Stored data:
§

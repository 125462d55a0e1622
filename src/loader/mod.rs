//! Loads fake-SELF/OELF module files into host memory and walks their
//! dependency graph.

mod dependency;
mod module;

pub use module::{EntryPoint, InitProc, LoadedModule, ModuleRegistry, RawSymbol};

§

§ **Problem to solve**
The reply should restate the records above in full, character for character.

§ **Output for this task**
repository 125462d55a0e1622
filename src/loader/mod.rs
//! Loads fake-SELF/OELF module files into host memory and walks their
//! dependency graph.

mod dependency;
mod module;

pub use module::{EntryPoint, InitProc, LoadedModule, ModuleRegistry, RawSymbol};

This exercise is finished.